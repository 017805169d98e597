//! Catalog page: filters, paginated record cards and loan buttons

use std::fmt;
use std::sync::Arc;

use tokio::sync::Mutex;

use super::{
    api::CatalogBackend,
    debounce::Debouncer,
    sequence::{RequestSequencer, Ticket},
    status::{server_unavailable_notice, StatusLine},
    ClientError,
};
use crate::models::{ListQuery, LoanAction, Record, RecordId, RecordListing};

/// Default number of cards per page
pub const PAGE_SIZE: i64 = 9;

/// Values of the filter controls
#[derive(Debug, Clone, PartialEq, Eq)]
pub struct CatalogFilters {
    pub document_type: String,
    pub sort: String,
    pub search: String,
    pub disponibilite: String,
}

impl Default for CatalogFilters {
    fn default() -> Self {
        Self {
            document_type: "tous".to_string(),
            sort: "alpha".to_string(),
            search: String::new(),
            disponibilite: "tous".to_string(),
        }
    }
}

impl CatalogFilters {
    /// Listing parameters for one page; empty controls are left out
    pub fn to_query(&self, page: i64, limit: i64) -> ListQuery {
        ListQuery {
            document_type: Some(self.document_type.clone())
                .filter(|t| !t.is_empty() && t != "tous"),
            page: Some(page),
            limit: Some(limit),
            sort: Some(self.sort.clone()),
            search: Some(self.search.clone()).filter(|s| !s.is_empty()),
            disponibilite: Some(self.disponibilite.clone()),
        }
    }
}

/// Pagination position as last reported by the server
#[derive(Debug, Clone, Copy, PartialEq, Eq)]
pub struct PageState {
    pub current_page: i64,
    pub total_pages: i64,
}

impl Default for PageState {
    fn default() -> Self {
        Self {
            current_page: 1,
            total_pages: 1,
        }
    }
}

impl PageState {
    /// A listing with no pages is shown as page 1 of 1.
    pub fn from_listing(listing: &RecordListing) -> Self {
        Self {
            current_page: listing.page.max(1),
            total_pages: listing.total_pages.max(1),
        }
    }

    pub fn controls(&self) -> PaginationControls {
        PaginationControls {
            prev_enabled: self.current_page > 1,
            next_enabled: self.current_page < self.total_pages,
            label: format!("Page {} / {}", self.current_page, self.total_pages),
        }
    }

    pub fn next(&self) -> Option<i64> {
        (self.current_page < self.total_pages).then_some(self.current_page + 1)
    }

    pub fn prev(&self) -> Option<i64> {
        (self.current_page > 1).then_some(self.current_page - 1)
    }
}

#[derive(Debug, Clone, PartialEq, Eq)]
pub struct PaginationControls {
    pub prev_enabled: bool,
    pub next_enabled: bool,
    pub label: String,
}

/// One record as displayed in the catalog grid
#[derive(Debug, Clone, PartialEq, Eq)]
pub struct CardView {
    pub id: RecordId,
    pub title: String,
    pub checked_out: bool,
    pub badge: &'static str,
    /// Label/value lines for the attributes that are present
    pub details: Vec<(&'static str, String)>,
    /// Checkout date (dd/mm/yyyy) when checked out with a valid marker
    pub checkout_date: Option<String>,
    pub action: LoanAction,
    pub action_label: &'static str,
}

impl From<&Record> for CardView {
    fn from(record: &Record) -> Self {
        let fields = &record.fields;
        let checked_out = record.is_checked_out();

        let mut details = Vec::new();
        if let Some(author) = fields.author().filter(|a| !a.is_empty()) {
            details.push(("Auteur", author.into_owned()));
        }
        if let Some(doc_type) = fields.document_type().filter(|t| !t.is_empty()) {
            details.push(("Type", doc_type.into_owned()));
        }
        let reservations = fields.reservations();
        if reservations != 0 {
            details.push(("Réservations", reservations.to_string()));
        }
        if let Some(rank) = fields.rank().filter(|r| !r.is_empty() && r != "0") {
            details.push(("Rang", rank.into_owned()));
        }

        let (badge, action, action_label) = if checked_out {
            ("Emprunté", LoanAction::Return, "Retourner")
        } else {
            ("Disponible", LoanAction::Checkout, "Emprunter")
        };

        Self {
            id: record.id.clone(),
            title: fields
                .title()
                .filter(|t| !t.is_empty())
                .map(|t| t.into_owned())
                .unwrap_or_else(|| "Sans titre".to_string()),
            checked_out,
            badge,
            details,
            checkout_date: record
                .checkout
                .since()
                .map(|d| d.format("%d/%m/%Y").to_string()),
            action,
            action_label,
        }
    }
}

impl fmt::Display for CardView {
    fn fmt(&self, f: &mut fmt::Formatter<'_>) -> fmt::Result {
        writeln!(f, "{} [{}]", self.title, self.badge)?;
        for (label, value) in &self.details {
            writeln!(f, "  {}: {}", label, value)?;
        }
        if let Some(ref date) = self.checkout_date {
            writeln!(f, "  Emprunté le: {}", date)?;
        }
        writeln!(f, "  ID: {}", self.id)?;
        write!(f, "  -> {}", self.action_label)
    }
}

/// Main area of the catalog page
#[derive(Debug, Clone, PartialEq, Eq)]
pub enum CatalogContent {
    Cards(Vec<CardView>),
    Empty,
    /// Server unreachable; the notice explains how to start it
    Unavailable(String),
}

/// State of the catalog page between requests
#[derive(Debug)]
pub struct CatalogView {
    pub filters: CatalogFilters,
    pub page_size: i64,
    pub page_state: PageState,
    pub status: StatusLine,
    pub content: CatalogContent,
    pub types: Vec<String>,
    sequencer: RequestSequencer,
}

impl CatalogView {
    pub fn new(page_size: i64) -> Self {
        Self {
            filters: CatalogFilters::default(),
            page_size,
            page_state: PageState::default(),
            status: StatusLine::default(),
            content: CatalogContent::Empty,
            types: Vec::new(),
            sequencer: RequestSequencer::new(),
        }
    }

    /// Start loading `page`: clears the grid and returns the request to send.
    pub fn begin_load(&mut self, page: i64) -> (Ticket, ListQuery) {
        self.status = StatusLine::loading("Chargement des documents...");
        self.content = CatalogContent::Empty;
        (self.sequencer.issue(), self.filters.to_query(page, self.page_size))
    }

    /// Apply a listing response. Returns false, leaving the view untouched,
    /// when a newer request was dispatched after this one.
    pub fn finish_load(&mut self, ticket: Ticket, result: Result<RecordListing, ClientError>) -> bool {
        if !self.sequencer.is_latest(ticket) {
            tracing::debug!("Discarding stale listing response {:?}", ticket);
            return false;
        }

        match result {
            Ok(listing) => {
                self.page_state = PageState::from_listing(&listing);
                if listing.data.is_empty() {
                    self.status = StatusLine::info("Aucun document trouvé");
                    self.content = CatalogContent::Empty;
                } else {
                    self.status = StatusLine::success(format!(
                        "{} document(s) sur {} (page {}/{})",
                        listing.count, listing.total, listing.page, listing.total_pages
                    ));
                    self.content = CatalogContent::Cards(listing.data.iter().map(CardView::from).collect());
                }
            }
            Err(e) => {
                let message = e.to_string();
                self.status = StatusLine::error(&message);
                self.content = CatalogContent::Unavailable(server_unavailable_notice(&message));
            }
        }
        true
    }

    pub fn controls(&self) -> PaginationControls {
        self.page_state.controls()
    }
}

impl fmt::Display for CatalogView {
    fn fmt(&self, f: &mut fmt::Formatter<'_>) -> fmt::Result {
        writeln!(f, "{}", self.status)?;
        match self.content {
            CatalogContent::Cards(ref cards) => {
                for card in cards {
                    writeln!(f, "{}", card)?;
                }
            }
            CatalogContent::Empty => writeln!(f, "Aucun document trouvé")?,
            CatalogContent::Unavailable(ref notice) => writeln!(f, "{}", notice)?,
        }
        write!(f, "{}", self.controls().label)
    }
}

/// Drives a `CatalogView` against a backend
pub struct CatalogController<B> {
    backend: Arc<B>,
    view: Mutex<CatalogView>,
    debouncer: Debouncer,
}

impl<B: CatalogBackend + 'static> CatalogController<B> {
    pub fn new(backend: Arc<B>) -> Arc<Self> {
        Self::with_page_size(backend, PAGE_SIZE)
    }

    pub fn with_page_size(backend: Arc<B>, page_size: i64) -> Arc<Self> {
        Arc::new(Self {
            backend,
            view: Mutex::new(CatalogView::new(page_size)),
            debouncer: Debouncer::default(),
        })
    }

    /// Populate the type selector and show the first page.
    /// A failure to load types leaves the selector with its default entry.
    pub async fn init(&self) {
        match self.backend.document_types().await {
            Ok(types) => self.view.lock().await.types = types,
            Err(e) => tracing::warn!("Failed to load document types: {}", e),
        }
        self.load_page(1).await;
    }

    /// Fetch and display one page
    pub async fn load_page(&self, page: i64) {
        let (ticket, query) = self.view.lock().await.begin_load(page);
        let result = self.backend.list_records(&query).await;
        self.view.lock().await.finish_load(ticket, result);
    }

    pub async fn reload_from_start(&self) {
        self.load_page(1).await;
    }

    pub async fn next_page(&self) {
        let next = self.view.lock().await.page_state.next();
        if let Some(page) = next {
            self.load_page(page).await;
        }
    }

    pub async fn prev_page(&self) {
        let prev = self.view.lock().await.page_state.prev();
        if let Some(page) = prev {
            self.load_page(page).await;
        }
    }

    /// Change a select control and reload from the first page
    pub async fn update_filters(&self, update: impl FnOnce(&mut CatalogFilters)) {
        update(&mut self.view.lock().await.filters);
        self.reload_from_start().await;
    }

    /// Record a keystroke in the search box; the reload is debounced.
    pub async fn on_search_input(self: &Arc<Self>, text: impl Into<String>) {
        self.view.lock().await.filters.search = text.into();
        let this = Arc::clone(self);
        self.debouncer.call(async move {
            this.reload_from_start().await;
        });
    }

    /// Check a record out or return it, then refresh the current page.
    pub async fn toggle_loan(&self, id: &RecordId, action: LoanAction) -> Result<String, ClientError> {
        let message = self.backend.set_loan_state(id, action).await?;
        let page = self.view.lock().await.page_state.current_page;
        self.load_page(page).await;
        Ok(message)
    }

    /// Read the current view state
    pub async fn with_view<R>(&self, read: impl FnOnce(&CatalogView) -> R) -> R {
        read(&*self.view.lock().await)
    }
}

════

* **Required work**
Check each line above for the word "first", and copy the lines where it appears.

* **Result for this task**
    /// Populate the type selector and show the first page.
    /// Change a select control and reload from the first page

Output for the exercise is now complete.